Though Sky continues to be a "well-run asset," the "rationale for its place in the Comcast portfolio remains a mystery," Moffett wrote last June. Sky posted relatively flat Q3 2020 revenues of $4.8 billion, but saw customer losses lower to 21,000 subs (for a total of 23.7 million) versus a loss of 214,000 customers in Q2 2020.

Synergies in the making

Strong is also moving into the top spot at Sky as Comcast continues to seek out and execute on various product and technology synergies between its US and European operations. Among recent examples, Peacock, NBCU's new premium streaming service, is using tech developed for Sky's Now TV streaming service.

Last October, Comcast chairman and CEO Brian Roberts hinted that the company is working to unify the technologies and software architectures used by Sky and Comcast, noting that such work could result in a "global tech stack" that the company could offer internationally. As a possible tie-in to that, Comcast has also embarked on a mission to license and deploy its X1 technology on smart TVs on a global basis.

Among other synergistic moves, Fraser Stirling, the former SVP of digital home, devices and AI at Comcast, was named group chief product officer at Sky last year. To help align the product roadmaps of Comcast and Sky, Stirling also oversees customer premises equipment and software for both Comcast and Sky.

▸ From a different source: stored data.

//! Connections: labeled edges between two locations.
//!
//! A connection instantiates one declared argument of the `from` location's
//! object. It is registered in the `from` side's outgoing multimap and the
//! `to` side's incoming multimap under the same label; unlinking removes it
//! from both atomically (see [`Patch::disconnect`](crate::patch::Patch::disconnect)).

use serde::{Deserialize, Serialize};

use crate::types::{ConnectionId, LocationId};

/// Whether traversal through pointer-like objects continues past this edge.
#[derive(Clone, Copy, Debug, Default, PartialEq, Eq, Serialize, Deserialize)]
pub enum PointerBehavior {
    /// Keep following pointer indirection at the target.
    #[default]
    FollowPointers,
    /// Stop at the target location itself.
    ///
    /// Chosen automatically when the argument requires a concrete type and
    /// the target already satisfies it; a local override, not a policy.
    TerminateHere,
}

/// A labeled edge between two locations, jointly owned by both endpoints.
#[derive(Debug)]
pub struct Connection {
    pub(crate) id: ConnectionId,
    /// Name of the argument this connection instantiates.
    pub(crate) label: String,
    pub(crate) from: LocationId,
    pub(crate) to: LocationId,
    pub(crate) pointer_behavior: PointerBehavior,
}

impl Connection {
    pub fn id(&self) -> ConnectionId {
        self.id
    }

    pub fn label(&self) -> &str {
        &self.label
    }

    pub fn from(&self) -> LocationId {
        self.from
    }

    pub fn to(&self) -> LocationId {
        self.to
    }

    pub fn pointer_behavior(&self) -> PointerBehavior {
        self.pointer_behavior
    }

    /// Whether this connection touches `loc` on either side.
    pub fn involves(&self, loc: LocationId) -> bool {
        self.from == loc || self.to == loc
    }
}
//! # Patchbay: a reactive node-graph automation core
//!
//! Patchbay is the engine room of a visual automation tool: a live, mutable,
//! possibly cyclic graph of interactive objects, and the single-threaded,
//! queue-based execution model that keeps it consistent while UI threads
//! poke at it.
//!
//! ## Core Concepts
//!
//! - **Locations**: graph nodes holding at most one object plus structural
//!   metadata (name, position, connections, observers)
//! - **Objects**: polymorphic behavior/data units implementing [`object::Object`]
//! - **Connections**: labeled edges instantiating an object's declared
//!   [`argument::Argument`]s
//! - **Machines**: composite objects containing a sub-graph, aggregating
//!   child errors
//! - **Scheduler**: a FIFO task queue; all graph mutation happens inside
//!   task execution on one model thread
//! - **Engine**: owns the model thread and bridges calls from foreign
//!   threads through a channel
//!
//! ## Quick Start
//!
//! ```
//! use patchbay::object::Object;
//! use patchbay::patch::Patch;
//! use patchbay::scheduler::{Context, Scheduler};
//! use patchbay::types::LocationId;
//!
//! // A minimal object: holds text, announces changes when run.
//! struct Echo {
//!     text: String,
//! }
//!
//! impl Object for Echo {
//!     fn kind(&self) -> &'static str {
//!         "Echo"
//!     }
//!
//!     fn clone_object(&self) -> Box<dyn Object> {
//!         Box::new(Echo { text: self.text.clone() })
//!     }
//!
//!     fn get_text(&self) -> String {
//!         self.text.clone()
//!     }
//!
//!     fn run(&mut self, here: LocationId, ctx: &mut Context<'_>) {
//!         ctx.schedule_update(here);
//!     }
//! }
//!
//! let mut patch = Patch::new();
//! let mut scheduler = Scheduler::new();
//!
//! let echo = patch
//!     .create_in(patch.root(), &Echo { text: "hi".into() }, "echo")
//!     .unwrap();
//!
//! let mut ctx = Context::new(&mut patch, &mut scheduler);
//! ctx.schedule_run(echo);
//! scheduler.run_loop(&mut patch);
//!
//! assert_eq!(patch.get_text(echo), "hi");
//! ```
//!
//! ## Threading model
//!
//! The whole graph is one logical resource guarded by discipline rather than
//! locks: only the model thread holds `&mut Patch`. Foreign threads go
//! through [`engine::Handle`]:
//!
//! ```no_run
//! use patchbay::engine::Engine;
//! use patchbay::patch::Patch;
//!
//! let engine = Engine::start(Patch::new()).unwrap();
//! let handle = engine.handle();
//!
//! // Fire-and-forget from any thread:
//! handle.post(|ctx| {
//!     let root = ctx.patch.root();
//!     ctx.schedule_run(root);
//! }).unwrap();
//!
//! // Blocking round-trip:
//! let count = handle.call(|ctx| ctx.patch.len()).unwrap();
//! assert!(count >= 1);
//!
//! let _patch = engine.stop();
//! ```
//!
//! ## Module Guide
//!
//! - [`types`] - Arena handles and geometry
//! - [`object`] - The `Object` trait and pointer capability
//! - [`argument`] - Declared slots, preconditions, resolution
//! - [`connection`] - Labeled edges and pointer behavior
//! - [`location`] - Graph nodes
//! - [`machine`] - Composite objects and error aggregation
//! - [`patch`] - The arena: structure, wiring, observation, faults
//! - [`task`] - Deferred work units
//! - [`scheduler`] - FIFO queue and execution context
//! - [`engine`] - Model thread and cross-thread dispatch
//! - [`errors`] - Fault records and API error taxonomy
//! - [`telemetry`] - Tracing bootstrap

pub mod argument;
pub mod connection;
pub mod engine;
pub mod errors;
pub mod location;
pub mod machine;
pub mod object;
pub mod patch;
pub mod scheduler;
pub mod task;
pub mod telemetry;
pub mod types;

On the product front, Comcast has also begun to extend its "xFi" home Wi-Fi and smart home management platform and X1 voice navigation technology to certain Sky properties in Europe. Sky has also started to introduce broadband, a service that is now considered core to Comcast's relationship with US cable customers, in markets such as Italy.

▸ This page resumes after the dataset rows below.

mod common;

use common::testing::{fixture, new_log, Alias, Increment, Number, Probe};
use patchbay::connection::PointerBehavior;
use patchbay::errors::PatchError;
use patchbay::machine::Machine;
use patchbay::scheduler::Context;
use patchbay::types::Vec2;

#[test]
fn connect_registers_the_edge_on_both_sides() {
    let (mut patch, mut scheduler) = fixture();
    let root = patch.root();
    let a = patch.create_in(root, &Number::new(0.0), "a").unwrap();
    let b = patch.create_in(root, &Number::new(0.0), "b").unwrap();

    let mut ctx = Context::new(&mut patch, &mut scheduler);
    let id = ctx.connect(a, b, "out", PointerBehavior::FollowPointers).unwrap();

    assert_eq!(patch.location(a).unwrap().connections_out("out"), &[id]);
    assert_eq!(patch.location(b).unwrap().connections_in("out"), &[id]);
    let conn = patch.connection(id).unwrap();
    assert_eq!(conn.from(), a);
    assert_eq!(conn.to(), b);
    assert_eq!(conn.label(), "out");
}

#[test]
fn disconnect_removes_the_edge_from_both_sides() {
    let (mut patch, mut scheduler) = fixture();
    let root = patch.root();
    let a = patch.create_in(root, &Number::new(0.0), "a").unwrap();
    let b = patch.create_in(root, &Number::new(0.0), "b").unwrap();

    let mut ctx = Context::new(&mut patch, &mut scheduler);
    let id = ctx.connect(a, b, "out", PointerBehavior::FollowPointers).unwrap();

    patch.disconnect(id).unwrap();
    assert!(patch.location(a).unwrap().connections_out("out").is_empty());
    assert!(patch.location(b).unwrap().connections_in("out").is_empty());
    assert!(matches!(
        patch.connection(id),
        Err(PatchError::MissingConnection(_))
    ));
}

#[test]
fn parallel_edges_under_one_label_are_permitted() {
    let (mut patch, mut scheduler) = fixture();
    let root = patch.root();
    let a = patch.create_in(root, &Number::new(0.0), "a").unwrap();
    let b = patch.create_in(root, &Number::new(0.0), "b").unwrap();

    let mut ctx = Context::new(&mut patch, &mut scheduler);
    let first = ctx.connect(a, b, "out", PointerBehavior::FollowPointers).unwrap();
    let second = ctx.connect(a, b, "out", PointerBehavior::FollowPointers).unwrap();

    assert_ne!(first, second);
    assert_eq!(patch.location(a).unwrap().connections_out("out").len(), 2);
}

#[test]
fn connecting_from_an_empty_location_fails() {
    let (mut patch, mut scheduler) = fixture();
    let root = patch.root();
    let empty = patch.add_in(root, "empty").unwrap();
    let b = patch.create_in(root, &Number::new(0.0), "b").unwrap();

    let mut ctx = Context::new(&mut patch, &mut scheduler);
    assert!(matches!(
        ctx.connect(empty, b, "out", PointerBehavior::FollowPointers),
        Err(PatchError::EmptyLocation(_))
    ));
}

#[test]
fn satisfied_concrete_argument_terminates_pointer_traversal() {
    let (mut patch, mut scheduler) = fixture();
    let root = patch.root();
    let inc = patch.create_in(root, &Increment, "inc").unwrap();
    let x = patch.create_in(root, &Number::new(0.0), "x").unwrap();

    let mut ctx = Context::new(&mut patch, &mut scheduler);
    let id = ctx
        .connect(inc, x, "target", PointerBehavior::FollowPointers)
        .unwrap();
    assert_eq!(
        patch.connection(id).unwrap().pointer_behavior(),
        PointerBehavior::TerminateHere
    );
}

#[test]
fn unsatisfied_concrete_argument_keeps_requested_behavior() {
    let (mut patch, mut scheduler) = fixture();
    let log = new_log();
    let root = patch.root();
    let inc = patch.create_in(root, &Increment, "inc").unwrap();
    // A probe renders no text, so it does not qualify as numeric.
    let probe = patch.create_in(root, &Probe::new(&log), "probe").unwrap();

    let mut ctx = Context::new(&mut patch, &mut scheduler);
    let id = ctx
        .connect(inc, probe, "target", PointerBehavior::FollowPointers)
        .unwrap();
    assert_eq!(
        patch.connection(id).unwrap().pointer_behavior(),
        PointerBehavior::FollowPointers
    );
}

#[test]
fn alias_forwards_follow_text_put_and_take() {
    let (mut patch, _scheduler) = fixture();
    let root = patch.root();
    let x = patch.create_in(root, &Number::new(7.0), "x").unwrap();
    let a = patch.add_in(root, "a").unwrap();
    patch.place(a, Box::new(Alias::to(x))).unwrap();

    assert_eq!(patch.follow(a), x);
    assert_eq!(patch.get_text(a), "7");

    patch.put(a, Box::new(Number::new(9.0))).unwrap();
    assert_eq!(patch.number(x), Some(9.0));

    let taken = patch.take(a).unwrap().unwrap();
    assert_eq!(taken.get_text(), "9");
    assert!(patch.location(x).unwrap().object().is_none());
}

#[test]
fn put_into_an_empty_location_does_not_follow() {
    let (mut patch, _scheduler) = fixture();
    let root = patch.root();
    let a = patch.add_in(root, "a").unwrap();

    patch.put(a, Box::new(Number::new(1.0))).unwrap();
    assert_eq!(patch.number(a), Some(1.0));
}

#[test]
fn pointer_cycles_terminate() {
    let (mut patch, _scheduler) = fixture();
    let root = patch.root();
    let a = patch.add_in(root, "a").unwrap();
    let b = patch.add_in(root, "b").unwrap();
    patch.place(a, Box::new(Alias::to(b))).unwrap();
    patch.place(b, Box::new(Alias::to(a))).unwrap();

    // The chase stops at the first revisited location.
    assert_eq!(patch.follow(a), a);
    assert_eq!(patch.follow(b), b);
}

#[test]
fn nearby_visits_all_siblings_including_self() {
    let (mut patch, _scheduler) = fixture();
    let root = patch.root();
    let a = patch.create_in(root, &Number::new(0.0), "a").unwrap();
    patch.create_in(root, &Number::new(0.0), "b").unwrap();
    patch.create_in(root, &Number::new(0.0), "c").unwrap();

    let mut names = Vec::new();
    let found: Option<()> = patch.nearby(a, |sibling| {
        names.push(sibling.name().to_string());
        None
    });
    assert!(found.is_none());
    assert_eq!(names, vec!["a", "b", "c"]);
}

#[test]
fn argument_resolution_falls_back_to_sibling_names() {
    let (mut patch, mut scheduler) = fixture();
    let root = patch.root();
    let inc = patch.create_in(root, &Increment, "inc").unwrap();
    // No connection; a sibling named like the argument is found instead.
    let x = patch.create_in(root, &Number::new(0.0), "target").unwrap();

    let mut ctx = Context::new(&mut patch, &mut scheduler);
    ctx.schedule_run(inc);
    scheduler.run_loop(&mut patch);

    assert_eq!(patch.number(x), Some(1.0));
    assert!(patch.fault(inc).is_none());
}

#[test]
fn remove_location_unlinks_connections_and_observers() {
    let (mut patch, mut scheduler) = fixture();
    let root = patch.root();
    let a = patch.create_in(root, &Number::new(0.0), "a").unwrap();
    let b = patch.create_in(root, &Number::new(0.0), "b").unwrap();

    let mut ctx = Context::new(&mut patch, &mut scheduler);
    let out = ctx.connect(a, b, "out", PointerBehavior::FollowPointers).unwrap();
    let back = ctx.connect(b, a, "back", PointerBehavior::FollowPointers).unwrap();
    patch.observe_updates(a, b).unwrap();
    patch.observe_errors(b, a).unwrap();

    patch.remove_location(a).unwrap();

    assert!(!patch.contains(a));
    assert!(patch.connection(out).is_err());
    assert!(patch.connection(back).is_err());
    let b_loc = patch.location(b).unwrap();
    assert!(b_loc.connections_in("out").is_empty());
    assert!(b_loc.connections_out("back").is_empty());
    assert_eq!(b_loc.update_observers().count(), 0);
    assert_eq!(patch.machine(root).unwrap().locations(), &[b]);
}

#[test]
fn removing_a_machine_removes_its_subtree() {
    let (mut patch, _scheduler) = fixture();
    let root = patch.root();
    let m = patch.create_in(root, &Machine::new("m"), "m").unwrap();
    let inner = patch.create_in(m, &Machine::new("inner"), "inner").unwrap();
    let leaf = patch.create_in(inner, &Number::new(0.0), "leaf").unwrap();

    patch.remove_location(m).unwrap();

    assert!(!patch.contains(m));
    assert!(!patch.contains(inner));
    assert!(!patch.contains(leaf));
    assert!(patch.machine(root).unwrap().locations().is_empty());
}

#[test]
fn duplicate_copies_subtree_and_replays_connections() {
    let (mut patch, mut scheduler) = fixture();
    let root = patch.root();
    let m = patch.create_in(root, &Machine::new("m"), "m").unwrap();
    let x = patch.create_in(m, &Number::new(3.0), "x").unwrap();
    let y = patch.create_in(m, &Number::new(4.0), "y").unwrap();
    patch.set_position(x, Vec2::new(1.0, 2.0)).unwrap();

    let mut ctx = Context::new(&mut patch, &mut scheduler);
    ctx.connect(x, y, "out", PointerBehavior::FollowPointers).unwrap();

    let copy = patch.duplicate(m).unwrap();
    assert_ne!(copy, m);

    let children = patch.machine(copy).unwrap().locations().to_vec();
    assert_eq!(children.len(), 2);
    let copy_x = children[0];
    let copy_y = children[1];
    assert_eq!(patch.location(copy_x).unwrap().name(), "x");
    assert_eq!(patch.number(copy_x), Some(3.0));
    assert_eq!(patch.location(copy_x).unwrap().position(), Vec2::new(1.0, 2.0));

    // The internal edge is replayed between the copies, not the originals.
    let edges = patch.location(copy_x).unwrap().connections_out("out").to_vec();
    assert_eq!(edges.len(), 1);
    assert_eq!(patch.connection(edges[0]).unwrap().to(), copy_y);
    assert_eq!(patch.location(x).unwrap().connections_out("out").len(), 1);

    // Copies are independent.
    let mut ctx = Context::new(&mut patch, &mut scheduler);
    ctx.set_number(copy_x, 30.0);
    assert_eq!(patch.number(x), Some(3.0));
}

#[test]
fn duplicating_the_root_is_rejected() {
    let (mut patch, _scheduler) = fixture();
    let root = patch.root();
    assert!(matches!(
        patch.duplicate(root),
        Err(PatchError::Detached(_))
    ));
}

#[test]
fn rename_and_describe() {
    let (mut patch, _scheduler) = fixture();
    let root = patch.root();
    let x = patch.create_in(root, &Number::new(0.0), "x").unwrap();

    assert_eq!(patch.describe(x), "Number \"x\"");
    patch.rename(x, "counter").unwrap();
    assert_eq!(patch.describe(x), "Number \"counter\"");
    assert_eq!(patch.location(x).unwrap().name(), "counter");
}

Another major question going forward is who will take over Strong's key role at Comcast.

Who will succeed Strong?

A Comcast official said a successor to Strong has yet to be determined, but added that Dave Watson, president and CEO of Comcast Cable, "has an incredibly strong leadership team in place and will be managing her team in the interim."

Notably, Matt Strauss, a long-time Comcast exec with deep cable product experience, currently heads up NBCUniversal's Digital Enterprises group. As chairman of Peacock, Strauss also helmed the development and launch of the programmer's new premium streaming service, which had 26 million signups at last count.

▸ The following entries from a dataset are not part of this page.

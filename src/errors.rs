//! Error taxonomy for the patchbay core.
//!
//! Two distinct families live here and must not be conflated:
//!
//! - [`Fault`] is a *domain* error: a recorded failure attached to one
//!   location of the graph (an object that could not run, a missing
//!   connection). Faults never unwind; they are stored on the location and
//!   fanned out to observers through the task queue.
//! - [`PatchError`] / [`EngineError`] are *API* errors: a caller handed us a
//!   stale handle, dispatched from the wrong thread, and so on. These are
//!   ordinary `Result` errors with diagnostic codes.

use chrono::{DateTime, Utc};
use miette::Diagnostic;
use serde::{Deserialize, Serialize};
use std::fmt;
use thiserror::Error as ThisError;

use crate::types::{ConnectionId, LocationId};

/// Call-site provenance of a recorded fault.
///
/// Captured automatically via `#[track_caller]` when
/// [`report_error`](crate::scheduler::Context::report_error) runs; the Rust
/// analogue of a source-location argument.
#[derive(Clone, Debug, PartialEq, Eq, Serialize, Deserialize)]
pub struct Origin {
    pub file: String,
    pub line: u32,
    pub column: u32,
}

impl Origin {
    pub(crate) fn from_caller(caller: &'static std::panic::Location<'static>) -> Self {
        Self {
            file: caller.file().to_string(),
            line: caller.line(),
            column: caller.column(),
        }
    }
}

impl fmt::Display for Origin {
    fn fmt(&self, f: &mut fmt::Formatter<'_>) -> fmt::Result {
        write!(f, "{}:{}:{}", self.file, self.line, self.column)
    }
}

/// A runtime error recorded on a single location.
///
/// At most one fault is attached to a location at a time; the first one wins
/// until [`clear_error`](crate::patch::Patch::clear_error) removes it.
#[derive(Clone, Debug, PartialEq, Serialize, Deserialize)]
pub struct Fault {
    /// Human-readable description of what went wrong.
    pub message: String,
    /// The location the fault is attached to.
    pub source: LocationId,
    /// Where in the code the fault was reported from.
    pub origin: Origin,
    /// When the fault was recorded.
    pub when: DateTime<Utc>,
}

impl Fault {
    pub(crate) fn new(message: impl Into<String>, source: LocationId, origin: Origin) -> Self {
        Self {
            message: message.into(),
            source,
            origin,
            when: Utc::now(),
        }
    }
}

impl fmt::Display for Fault {
    fn fmt(&self, f: &mut fmt::Formatter<'_>) -> fmt::Result {
        write!(f, "{} (at {}, from {})", self.message, self.source, self.origin)
    }
}

impl std::error::Error for Fault {}

/// Errors returned by graph (arena) operations.
#[derive(Debug, ThisError, Diagnostic)]
pub enum PatchError {
    /// The handle does not resolve to a live location.
    #[error("no such location: {0}")]
    #[diagnostic(
        code(patchbay::patch::missing_location),
        help("The location was removed, or the handle belongs to another patch.")
    )]
    MissingLocation(LocationId),

    /// The handle does not resolve to a live connection.
    #[error("no such connection: {0}")]
    #[diagnostic(code(patchbay::patch::missing_connection))]
    MissingConnection(ConnectionId),

    /// An operation needed an object, but the location holds none.
    #[error("location {0} holds no object")]
    #[diagnostic(
        code(patchbay::patch::empty_location),
        help("Put an object into the location first (see Patch::put).")
    )]
    EmptyLocation(LocationId),

    /// An operation needed a machine, but the location's object is not one.
    #[error("object at {0} is not a machine")]
    #[diagnostic(code(patchbay::patch::not_a_machine))]
    NotAMachine(LocationId),

    /// The operation needs a parent machine, but the location is a root.
    #[error("location {0} has no parent machine")]
    #[diagnostic(
        code(patchbay::patch::detached),
        help("Root locations cannot be duplicated or re-homed.")
    )]
    Detached(LocationId),
}

/// Errors returned by cross-thread dispatch through the engine handle.
#[derive(Debug, ThisError, Diagnostic)]
pub enum EngineError {
    /// The model thread could not be spawned.
    #[error("failed to spawn the model thread")]
    #[diagnostic(code(patchbay::engine::spawn))]
    Spawn(#[source] std::io::Error),

    /// The model thread is gone (engine stopped or panicked).
    #[error("engine is disconnected")]
    #[diagnostic(
        code(patchbay::engine::disconnected),
        help("The engine was stopped, or the model thread panicked during a task.")
    )]
    Disconnected,

    /// A blocking call was attempted from the model thread itself.
    #[error("blocking dispatch from the model thread would deadlock")]
    #[diagnostic(
        code(patchbay::engine::would_deadlock),
        help("Code running on the model thread already holds a Context; call it directly.")
    )]
    WouldDeadlock,
}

Strong, an exec late of Virgin Media and Liberty Global and Australia's Austar who now reports to Roberts, joined Comcast in 2018 as president, consumer services. During her time in that role, Comcast has seen record broadband growth (617,000 adds in Q3 2020 alone) and introduced Flex, a streaming and smart home offering for the cable operator's broadband-only customers. Meanwhile, Comcast's pay-TV base has continued to decline as the operator continues to put more emphasis on higher-margin broadband service and focus on high-value video subs rather than chasing after others with steep discounts and promotions.

Back to the Sky transition, Darroch said in a statement that the decision to leave Sky "has not been easy. But with the business firmly settled into the wider Comcast Corporation and a strong plan in place, now is the right time."

"Jeremy has been a terrific colleague to me and everyone at Sky, but I respect his decision and I am pleased that he's agreed to stay on to help with the transition and advise the company," Roberts said.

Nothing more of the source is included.